Beginning as early as preschool gym, tots ages 2.5 to 5 years can learn to tumble and fly. Children also engage in listening games, navigate obstacle courses, hang on apparatuses and more. Part of learning includes time spent understanding how to cooperate with others.

As skills increase, older students learn dance, yoga, aerial sling, Lyra—the metal hoop from which aerial acrobats execute precise movements while suspended from heights—as well as silks, hula hooping and more.

Programs at FC3 differ from dance, gymnastics or yoga—they literally take things up a level, Zuroski says. While other exercise disciplines are embedded in the curriculum, circus arts are notable because they often take place off the floor. Yoga is a big part of learning as well.

Before an artist can fly through the air or roll down from the top of a pole wrapped in fabric, “students need to know where their hips are facing in the air,” she explains.

“Yoga is about alignment and direction of energy: how do you arrange your muscles to make your bones fit in specific alignment?”

Students learn how to position their legs in any direction while keeping their hips facing a certain way.

“When you put artists in the air, you don’t have ground to stand on, so you need to know where your leg is in relation to your hips,” Schultz says. “You’re moving in space, you’re flying in the air. You can’t control your body in the fabrics unless you know how to engage your muscles to control the relationship between your hips and your legs.”

She says it takes at least 10 classes for children to get the concept: An adult will typically get it in one class.

Building physical strength is emphasized, but circus discipline also teaches mental strength.

“Circus arts teach students to take risks in a safe place, and that success doesn’t always come right away,” she says. “It teaches dedication, determination, resilience and helps people learn how to deal with pain that’s both physical and mental—the pain of failure. They learn to be okay with it and try again.”

Zuroski, who is a clinical pharmacist and goes by the name Duchess in the circus community, was intrigued by circus art training and decided to pursue circus arts to enhance her mental health and wellness.

“My vocation of clinical pharmacy is intense work and a lot of responsibility. Circus gave me a new way of becoming strong and to express myself with music and movement, which is not what I do in my normal 40-hour week,” she says.

She took up the discipline in 2012 after picking up a hula hoop; she followed that by learning tricking and dance flow. By 2014, she’d started spinning fire and by 2016 was performing with Schultz.

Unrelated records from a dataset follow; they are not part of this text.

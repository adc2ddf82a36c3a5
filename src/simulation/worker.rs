//! Long-lived phase worker threads

use std::ops::Range;
use std::sync::atomic::Ordering;
use std::sync::Arc;
use std::thread::{self, JoinHandle};

use tracing::debug;

use crate::agent::behavior::{sweep_rows, BehaviorRules, StepContext};
use crate::core::error::{Result, WatorError};
use crate::simulation::gate::CancelToken;
use crate::simulation::phase::{Parity, PhaseSignals};
use crate::simulation::population::PopulationCounters;
use crate::world::Grid;

/// State every worker of a simulation shares
#[derive(Clone)]
pub struct WorkerShared {
    pub grid: Arc<Grid>,
    pub counters: Arc<PopulationCounters>,
    pub rules: BehaviorRules,
}

/// A thread bound to one row block for the lifetime of the pool
pub struct PhaseWorker {
    rows: Range<usize>,
    handle: Option<JoinHandle<()>>,
}

impl PhaseWorker {
    pub(crate) fn spawn(
        parity: Parity,
        slot: usize,
        rows: Range<usize>,
        signals: Arc<PhaseSignals>,
        shared: WorkerShared,
        cancel: CancelToken,
    ) -> Result<Self> {
        let name = format!("wator-{}-{}", parity.label(), slot);
        let worker_rows = rows.clone();
        // Read here so an opening that races the thread start still counts
        let go_seen = signals.go.epoch();
        let handle = thread::Builder::new()
            .name(name)
            .spawn(move || {
                run(parity, slot, worker_rows, go_seen, &signals, &shared, &cancel)
            })
            .map_err(WatorError::WorkerSpawn)?;

        Ok(Self { rows, handle: Some(handle) })
    }

    pub fn rows(&self) -> Range<usize> {
        self.rows.clone()
    }

    pub(crate) fn join(&mut self) {
        if let Some(handle) = self.handle.take() {
            if handle.join().is_err() {
                tracing::error!(rows = ?self.rows, "phase worker panicked");
            }
        }
    }
}

/// Cancels the pool if a sweep panics; this worker will never report ready
struct UnwindGuard<'a> {
    signals: &'a PhaseSignals,
    cancel: &'a CancelToken,
}

impl Drop for UnwindGuard<'_> {
    fn drop(&mut self) {
        if thread::panicking() {
            self.cancel.cancel();
            self.signals.interrupt();
        }
    }
}

fn run(
    parity: Parity,
    slot: usize,
    rows: Range<usize>,
    mut go_seen: u64,
    signals: &PhaseSignals,
    shared: &WorkerShared,
    cancel: &CancelToken,
) {
    debug!(phase = parity.label(), slot, ?rows, "worker started");
    let _unwind = UnwindGuard { signals, cancel };

    loop {
        match signals.go.wait_past(go_seen, cancel) {
            Some(epoch) => go_seen = epoch,
            None => break,
        }
        if !signals.active.load(Ordering::Acquire) || cancel.is_cancelled() {
            break;
        }

        let round = signals.round.load(Ordering::Acquire);
        let ctx = StepContext::new(&shared.grid, &shared.counters, &shared.rules, round);
        // SAFETY: this phase gives `rows` to this worker alone, the other
        // phase is parked, and same-phase blocks are far enough apart that
        // no two workers write the same cell; seam writes take the seam lock.
        unsafe {
            sweep_rows(&ctx, rows.clone());
        }

        let barrier_seen = signals.barrier.epoch();
        signals.ready.signal();
        if signals.barrier.wait_past(barrier_seen, cancel).is_none() {
            break;
        }
    }

    debug!(phase = parity.label(), slot, "worker exiting");
}
//! Toroidal world grid
//!
//! Cells are stored row-major. Every cell knows the indices of its four
//! neighbors, wrapping on both axes, so agents never do edge arithmetic.

use std::sync::atomic::{AtomicU64, Ordering};
use std::sync::MutexGuard;

use rand::Rng;
use rayon::prelude::*;

use crate::agent::{Agent, AgentRecord};
use crate::core::config::WatorConfig;
use crate::core::error::{Result, WatorError};
use crate::core::types::{AgentId, CellState, Direction, Kind, Position, Round};
use crate::world::cell::Cell;
use crate::world::seam::SeamLocks;
use crate::world::snapshot::Snapshot;

/// Cells above which classification fans out across rayon
const PARALLEL_CLASSIFY_THRESHOLD: usize = 64 * 1024;

/// Live agent totals from a full grid scan
#[derive(Debug, Clone, Copy, Default, PartialEq, Eq)]
pub struct Census {
    pub prey: usize,
    pub predators: usize,
}

impl Census {
    pub fn occupied(&self) -> usize {
        self.prey + self.predators
    }
}

pub struct Grid {
    width: usize,
    height: usize,
    cells: Vec<Cell>,
    seam: SeamLocks,
    next_id: AtomicU64,
}

impl Grid {
    /// Empty torus of `width` x `height` cells
    pub fn new(width: usize, height: usize) -> Result<Self> {
        if width == 0 || height == 0 {
            return Err(WatorError::InvalidDimensions { width, height });
        }

        let mut cells = Vec::with_capacity(width * height);
        for y in 0..height {
            for x in 0..width {
                let left = (x + width - 1) % width;
                let right = (x + 1) % width;
                let up = (y + height - 1) % height;
                let down = (y + 1) % height;

                let mut neighbors = [0; 4];
                neighbors[Direction::Up.index()] = up * width + x;
                neighbors[Direction::Down.index()] = down * width + x;
                neighbors[Direction::Left.index()] = y * width + left;
                neighbors[Direction::Right.index()] = y * width + right;

                cells.push(Cell::new(Position::new(x, y), neighbors));
            }
        }

        Ok(Self {
            width,
            height,
            cells,
            seam: SeamLocks::for_grid(width, height),
            next_id: AtomicU64::new(0),
        })
    }

    /// Allocate the world and scatter the initial population.
    ///
    /// Caller obligation: the population must leave at least one free cell
    /// (see [`WatorConfig::check_capacity`]); placement retries random cells
    /// until it finds a free one and is not bounded otherwise.
    pub fn initialize<R: Rng + ?Sized>(config: &WatorConfig, rng: &mut R) -> Result<Self> {
        let mut grid = Self::new(config.width, config.height)?;
        grid.populate(config.initial_prey, config.initial_predators, rng);
        Ok(grid)
    }

    /// Rejection-sample free cells, alternating prey and predators
    pub fn populate<R: Rng + ?Sized>(&mut self, prey: usize, predators: usize, rng: &mut R) {
        let (mut prey, mut predators) = (prey, predators);
        while prey + predators > 0 {
            if prey > 0 {
                let index = self.random_free_index(rng);
                self.place_new(index, Kind::Prey, rng);
                prey -= 1;
            }
            if predators > 0 {
                let index = self.random_free_index(rng);
                self.place_new(index, Kind::Predator, rng);
                predators -= 1;
            }
        }
    }

    fn random_free_index<R: Rng + ?Sized>(&self, rng: &mut R) -> usize {
        loop {
            let x = rng.gen_range(0..self.width);
            let y = rng.gen_range(0..self.height);
            let index = y * self.width + x;
            if self.cells[index].is_free() {
                return index;
            }
        }
    }

    fn place_new<R: Rng + ?Sized>(&mut self, index: usize, kind: Kind, rng: &mut R) -> AgentId {
        let id = self.allocate_id();
        let agent = Agent::new(id, kind, 0, rng.gen());
        self.cells[index].insert(agent, false);
        id
    }

    /// Place a fresh agent of `kind` at `position`
    pub fn spawn<R: Rng + ?Sized>(
        &mut self,
        position: Position,
        kind: Kind,
        rng: &mut R,
    ) -> Result<AgentId> {
        let index = self.checked_free_index(position)?;
        Ok(self.place_new(index, kind, rng))
    }

    /// Place a prepared agent at `position`
    pub fn place(&mut self, position: Position, agent: Agent) -> Result<()> {
        let index = self.checked_free_index(position)?;
        self.cells[index].insert(agent, false);
        Ok(())
    }

    fn checked_free_index(&self, position: Position) -> Result<usize> {
        let index = self.try_index(position).ok_or(WatorError::OutOfBounds {
            x: position.x,
            y: position.y,
        })?;
        if !self.cells[index].is_free() {
            return Err(WatorError::CellOccupied { x: position.x, y: position.y });
        }
        Ok(index)
    }

    pub fn width(&self) -> usize {
        self.width
    }

    pub fn height(&self) -> usize {
        self.height
    }

    pub fn len(&self) -> usize {
        self.cells.len()
    }

    pub fn is_empty(&self) -> bool {
        self.cells.is_empty()
    }

    #[inline]
    pub fn index(&self, position: Position) -> usize {
        position.y * self.width + position.x
    }

    pub fn try_index(&self, position: Position) -> Option<usize> {
        (position.x < self.width && position.y < self.height).then(|| self.index(position))
    }

    #[inline]
    pub fn position(&self, index: usize) -> Position {
        Position::new(index % self.width, index / self.width)
    }

    #[inline]
    pub fn cell(&self, index: usize) -> &Cell {
        &self.cells[index]
    }

    pub fn cell_at(&self, position: Position) -> Option<&Cell> {
        self.try_index(position).map(|index| &self.cells[index])
    }

    pub fn cells(&self) -> &[Cell] {
        &self.cells
    }

    #[inline]
    pub fn neighbor(&self, index: usize, direction: Direction) -> usize {
        self.cells[index].neighbor(direction)
    }

    pub fn neighbor_of(&self, position: Position, direction: Direction) -> Position {
        self.position(self.neighbor(self.index(position), direction))
    }

    pub fn state_at(&self, position: Position) -> CellState {
        self.cell_at(position).map(Cell::state).unwrap_or(CellState::Water)
    }

    /// Whether moving from `index` in `direction` wraps between the last
    /// and first rows
    pub fn crosses_seam(&self, index: usize, direction: Direction) -> bool {
        let row = index / self.width;
        match direction {
            Direction::Up => row == 0,
            Direction::Down => row == self.height - 1,
            Direction::Left | Direction::Right => false,
        }
    }

    /// Lock the neighbor of `index` in `direction` if the move crosses the seam
    pub(crate) fn seam_guard(
        &self,
        index: usize,
        direction: Direction,
    ) -> Option<MutexGuard<'_, ()>> {
        if !self.crosses_seam(index, direction) {
            return None;
        }
        let target = self.neighbor(index, direction);
        tracing::trace!(from = index, to = target, "seam lock");
        self.seam.guard(target)
    }

    pub fn seam_locks(&self) -> &SeamLocks {
        &self.seam
    }

    pub(crate) fn allocate_id(&self) -> AgentId {
        AgentId(self.next_id.fetch_add(1, Ordering::Relaxed))
    }

    /// Clear every occupant's moved flag.
    ///
    /// Runs between rounds while no worker is inside a phase.
    pub fn finish_round(&self) {
        for cell in &self.cells {
            cell.clear_moved();
        }
    }

    /// Classify every cell as water, prey or predator
    pub fn classify(&self, round: Round) -> Snapshot {
        let cells: Vec<CellState> = if self.cells.len() >= PARALLEL_CLASSIFY_THRESHOLD {
            self.cells.par_iter().map(Cell::state).collect()
        } else {
            self.cells.iter().map(Cell::state).collect()
        };
        Snapshot::new(round, self.width, self.height, cells)
    }

    /// Count occupants by kind
    pub fn census(&self) -> Census {
        let mut census = Census::default();
        for cell in &self.cells {
            match cell.state() {
                CellState::Prey => census.prey += 1,
                CellState::Predator => census.predators += 1,
                CellState::Water => {}
            }
        }
        census
    }

    /// Agent at `position` through exclusive access
    pub fn agent_mut(&mut self, position: Position) -> Option<&mut Agent> {
        let index = self.try_index(position)?;
        self.cells[index].agent_mut()
    }

    /// Records for every agent, row-major
    ///
    /// # Safety
    /// No thread may be writing agent payloads during the call.
    pub(crate) unsafe fn agent_records(&self) -> Vec<AgentRecord> {
        self.cells
            .iter()
            .filter_map(|cell| cell.peek().map(|agent| agent.record(cell.position())))
            .collect()
    }

    /// Records for every agent through exclusive access
    pub fn records(&mut self) -> Vec<AgentRecord> {
        // SAFETY: `&mut self` rules out concurrent writers.
        unsafe { self.agent_records() }
    }
}

impl std::fmt::Debug for Grid {
    fn fmt(&self, f: &mut std::fmt::Formatter<'_>) -> std::fmt::Result {
        f.debug_struct("Grid")
            .field("width", &self.width)
            .field("height", &self.height)
            .field("census", &self.census())
            .finish()
    }
}

#[cfg(test)]
mod tests {
    use super::*;
    use rand::SeedableRng;
    use rand_chacha::ChaCha8Rng;

    #[test]
    fn test_zero_dimensions_rejected() {
        assert!(matches!(Grid::new(0, 5), Err(WatorError::InvalidDimensions { .. })));
        assert!(matches!(Grid::new(5, 0), Err(WatorError::InvalidDimensions { .. })));
    }

    #[test]
    fn test_corner_neighbors_wrap() {
        let grid = Grid::new(4, 3).unwrap();
        let origin = Position::new(0, 0);
        assert_eq!(grid.neighbor_of(origin, Direction::Up), Position::new(0, 2));
        assert_eq!(grid.neighbor_of(origin, Direction::Left), Position::new(3, 0));
        assert_eq!(grid.neighbor_of(origin, Direction::Down), Position::new(0, 1));
        assert_eq!(grid.neighbor_of(origin, Direction::Right), Position::new(1, 0));

        let corner = Position::new(3, 2);
        assert_eq!(grid.neighbor_of(corner, Direction::Down), Position::new(3, 0));
        assert_eq!(grid.neighbor_of(corner, Direction::Right), Position::new(0, 2));
    }

    #[test]
    fn test_initialize_places_exact_population() {
        let config = WatorConfig {
            width: 20,
            height: 10,
            initial_prey: 37,
            initial_predators: 12,
            ..WatorConfig::default()
        };
        let mut rng = ChaCha8Rng::seed_from_u64(5);
        let grid = Grid::initialize(&config, &mut rng).unwrap();
        assert_eq!(grid.census(), Census { prey: 37, predators: 12 });
    }

    #[test]
    fn test_fill_all_but_one_cell() {
        let mut rng = ChaCha8Rng::seed_from_u64(1);
        let mut grid = Grid::new(3, 3).unwrap();
        grid.populate(5, 3, &mut rng);
        assert_eq!(grid.census().occupied(), 8);
    }

    #[test]
    fn test_spawn_rejects_occupied_and_out_of_bounds() {
        let mut rng = ChaCha8Rng::seed_from_u64(1);
        let mut grid = Grid::new(3, 3).unwrap();
        grid.spawn(Position::new(1, 1), Kind::Prey, &mut rng).unwrap();

        assert!(matches!(
            grid.spawn(Position::new(1, 1), Kind::Predator, &mut rng),
            Err(WatorError::CellOccupied { x: 1, y: 1 })
        ));
        assert!(matches!(
            grid.spawn(Position::new(3, 0), Kind::Prey, &mut rng),
            Err(WatorError::OutOfBounds { x: 3, y: 0 })
        ));
    }

    #[test]
    fn test_finish_round_clears_moved_flags() {
        let mut rng = ChaCha8Rng::seed_from_u64(2);
        let mut grid = Grid::new(4, 4).unwrap();
        grid.populate(6, 2, &mut rng);
        for cell in grid.cells() {
            cell.mark_moved();
        }
        assert!(grid.cells().iter().all(|c| !c.awaits_step()));

        grid.finish_round();
        let waiting = grid.cells().iter().filter(|c| c.awaits_step()).count();
        assert_eq!(waiting, 8);
        assert_eq!(grid.census().occupied(), 8);
    }

    #[test]
    fn test_classify_matches_census() {
        let mut rng = ChaCha8Rng::seed_from_u64(3);
        let mut grid = Grid::new(16, 8).unwrap();
        grid.populate(20, 10, &mut rng);
        let snapshot = grid.classify(0);
        assert_eq!(snapshot.count(CellState::Prey), 20);
        assert_eq!(snapshot.count(CellState::Predator), 10);
        assert_eq!(snapshot.count(CellState::Water), 16 * 8 - 30);
    }

    #[test]
    fn test_crosses_seam_only_on_vertical_wrap() {
        let grid = Grid::new(3, 4).unwrap();
        let top = grid.index(Position::new(1, 0));
        let bottom = grid.index(Position::new(1, 3));
        let middle = grid.index(Position::new(1, 2));

        assert!(grid.crosses_seam(top, Direction::Up));
        assert!(!grid.crosses_seam(top, Direction::Down));
        assert!(grid.crosses_seam(bottom, Direction::Down));
        assert!(!grid.crosses_seam(bottom, Direction::Left));
        assert!(!grid.crosses_seam(middle, Direction::Down));
        assert!(grid.seam_guard(top, Direction::Up).is_some());
        assert!(grid.seam_guard(middle, Direction::Up).is_none());
    }

    #[test]
    fn test_records_report_positions() {
        let mut rng = ChaCha8Rng::seed_from_u64(4);
        let mut grid = Grid::new(5, 5).unwrap();
        grid.spawn(Position::new(2, 3), Kind::Predator, &mut rng).unwrap();
        let records = grid.records();
        assert_eq!(records.len(), 1);
        assert_eq!(records[0].position, Position::new(2, 3));
        assert_eq!(records[0].kind, Kind::Predator);
        assert_eq!(records[0].hunger, Some(0));
    }
}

Zuroski is amazed by her physical ability now, and at 57, says she’s not done learning.

She finds Schultz’s teaching non-intimidating. Schultz, who brings 23 years of experience in gymnastics, dance and yoga disciplines, was introduced to circus arts through aero-yoga, which can include balancing people on top of people.

Along with the physical nature of circus, one FC3 program centers on community outreach. Called Evolution Circus, the troupe of youths ages 11-18 work to bring the joy of circus arts to the community. Together, they choreograph pieces and learn how to make group decisions, including accepting differences of opinion, Schultz says. The troupe also obtains their own gigs and arranges events.

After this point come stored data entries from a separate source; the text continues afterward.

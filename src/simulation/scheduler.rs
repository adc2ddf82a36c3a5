//! Round schedulers
//!
//! [`PhasedScheduler`] drives the two-phase worker pool. The sequential
//! variant steps the whole grid row-major on the calling thread and serves
//! as the reference for the parallel one.

use std::sync::Arc;

use rand::Rng;
use serde::{Deserialize, Serialize};

use crate::agent::behavior::{sweep_rows, StepContext};
use crate::core::error::Result;
use crate::core::types::Round;
use crate::simulation::gate::CancelToken;
use crate::simulation::phase::{Parity, Phase, PhaseSignals, WorkerPlan};
use crate::simulation::worker::WorkerShared;

#[derive(Debug, Clone, Copy, Default, PartialEq, Eq, Serialize, Deserialize)]
#[serde(rename_all = "snake_case")]
pub enum SchedulerMode {
    #[default]
    Phased,
    Sequential,
}

/// Stops a running pool from any thread
#[derive(Clone)]
pub struct CancelHandle {
    token: CancelToken,
    phases: Vec<Arc<PhaseSignals>>,
}

impl CancelHandle {
    pub(crate) fn new(token: CancelToken, phases: Vec<Arc<PhaseSignals>>) -> Self {
        Self { token, phases }
    }

    /// Raise the cancel flag and wake every blocked worker and waiter
    pub fn cancel(&self) {
        self.token.cancel();
        for signals in &self.phases {
            signals.interrupt();
        }
    }

    pub fn is_cancelled(&self) -> bool {
        self.token.is_cancelled()
    }
}

impl std::fmt::Debug for CancelHandle {
    fn fmt(&self, f: &mut std::fmt::Formatter<'_>) -> std::fmt::Result {
        f.debug_struct("CancelHandle")
            .field("cancelled", &self.is_cancelled())
            .field("phases", &self.phases.len())
            .finish()
    }
}

/// Even and odd phase over one fixed worker pool
pub struct PhasedScheduler {
    plan: WorkerPlan,
    // Indexed by `Parity::offset`
    phases: [Phase; 2],
}

impl PhasedScheduler {
    pub(crate) fn spawn(
        plan: WorkerPlan,
        shared: &WorkerShared,
        cancel: &CancelToken,
    ) -> Result<Self> {
        let even = Phase::spawn(Parity::Even, &plan, shared, cancel.clone())?;
        let odd = Phase::spawn(Parity::Odd, &plan, shared, cancel.clone())?;
        tracing::debug!(
            workers = plan.overall(),
            rows_per_worker = plan.rows_per_worker(),
            "worker pool started"
        );
        Ok(Self { plan, phases: [even, odd] })
    }

    pub fn plan(&self) -> &WorkerPlan {
        &self.plan
    }

    pub fn phase(&self, parity: Parity) -> &Phase {
        &self.phases[parity.offset()]
    }

    /// Run both phases back to back, first phase drawn from `rng`.
    ///
    /// Returns the parity that ran first.
    pub(crate) fn run_round<R, F>(&self, round: Round, rng: &mut R, between: F) -> Result<Parity>
    where
        R: Rng + ?Sized,
        F: FnOnce(),
    {
        let first = if rng.gen::<bool>() { Parity::Even } else { Parity::Odd };
        self.phase(first).run(round)?;
        between();
        self.phase(first.other()).run(round)?;
        Ok(first)
    }

    pub(crate) fn signals(&self) -> Vec<Arc<PhaseSignals>> {
        self.phases.iter().map(Phase::signals).collect()
    }

    pub fn shutdown(&mut self) {
        for phase in &mut self.phases {
            phase.shutdown();
        }
    }
}

pub enum Scheduler {
    Phased(PhasedScheduler),
    Sequential,
}

impl Scheduler {
    pub(crate) fn start(
        mode: SchedulerMode,
        plan: WorkerPlan,
        shared: &WorkerShared,
        cancel: &CancelToken,
    ) -> Result<Self> {
        match mode {
            SchedulerMode::Phased => {
                PhasedScheduler::spawn(plan, shared, cancel).map(Scheduler::Phased)
            }
            SchedulerMode::Sequential => Ok(Scheduler::Sequential),
        }
    }

    pub fn mode(&self) -> SchedulerMode {
        match self {
            Scheduler::Phased(_) => SchedulerMode::Phased,
            Scheduler::Sequential => SchedulerMode::Sequential,
        }
    }

    /// Step every agent once for `round`, calling `between` after the first phase
    pub(crate) fn run_round<R, F>(
        &self,
        shared: &WorkerShared,
        round: Round,
        rng: &mut R,
        between: F,
    ) -> Result<()>
    where
        R: Rng + ?Sized,
        F: FnOnce(),
    {
        match self {
            Scheduler::Phased(phased) => phased.run_round(round, rng, between).map(|_| ()),
            Scheduler::Sequential => {
                // SAFETY: a sequential scheduler owns no worker threads.
                unsafe { sweep_all(shared, round) };
                Ok(())
            }
        }
    }

    pub fn cancel_handle(&self, token: &CancelToken) -> CancelHandle {
        let phases = match self {
            Scheduler::Phased(phased) => phased.signals(),
            Scheduler::Sequential => Vec::new(),
        };
        CancelHandle::new(token.clone(), phases)
    }

    pub fn shutdown(&mut self) {
        if let Scheduler::Phased(phased) = self {
            phased.shutdown();
        }
    }
}

/// Step every agent still waiting this round, row-major, on this thread.
///
/// # Safety
/// No worker thread may be stepping `shared.grid` during the call.
pub(crate) unsafe fn sweep_all(shared: &WorkerShared, round: Round) -> usize {
    let ctx = StepContext::new(&shared.grid, &shared.counters, &shared.rules, round);
    sweep_rows(&ctx, 0..shared.grid.height())
}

In addition to circus classes, summer camps and children’s workshops, FC3 provides professional circus entertainment for events, showcasing aerialists, stilt walkers, jugglers, hula hoopers and acrobatics. Performers are also available for birthday parties and can bring portable aerial rigs for high acts.

CIRCUS TRICKS TIPS

Schultz offers these basic instructions:

Hula hoop from neck to waist: Spin a hula hoop around your neck. Once you can spin comfortably, when you see the circle of the hoop in front of your body, lift your arms straight into the air in that space. The hoop will move from your neck and down your body, transitioning from neck to your waist.

Juggling: Start with two balls, throwing each ball to the opposite hand and making sure balls reach the same height. Establish this rhythm—throw, throw, catch, catch. Both balls will be in the air at the same time.